▶ **WORK TO BE COMPLETED**:
In the records below, find each line that holds "from" and return it.

▶ **SOURCE INFORMATION**:
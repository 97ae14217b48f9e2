//! CLI command definitions.

use clap::{Parser, Subcommand};

pub mod breakdown;
pub mod resources;

/// Tally - cloud cost estimates from Terraform plans
#[derive(Parser)]
#[command(name = "tally")]
#[command(version, about = "Tally - cloud cost estimates from Terraform plans")]
#[command(long_about = r#"
Tally turns a Terraform plan into a cost breakdown: every resource becomes a
tree of priced line items with the catalog filters needed to look up prices.

COMMANDS:
  breakdown  → Build the cost breakdown of a plan
  resources  → List supported, free and usage-only resource types

EXIT CODES:
  0 - Success
  1 - General error
  2 - Invalid arguments
  3 - Input error
"#)]
#[command(propagate_version = true)]
pub struct Cli {
    /// Enable verbose output
    #[arg(short, long, global = true, conflicts_with = "quiet")]
    pub verbose: bool,

    /// Only log errors
    #[arg(short, long, global = true)]
    pub quiet: bool,

    #[command(subcommand)]
    pub command: Commands,
}

#[derive(Subcommand)]
pub enum Commands {
    /// Build the cost breakdown of a Terraform plan
    Breakdown(breakdown::BreakdownArgs),

    /// List the resource types Tally knows about
    Resources(resources::ResourcesArgs),
}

▶ **RESULT FOR THIS EXERCISE**:
/// Tally - cloud cost estimates from Terraform plans
#[command(version, about = "Tally - cloud cost estimates from Terraform plans")]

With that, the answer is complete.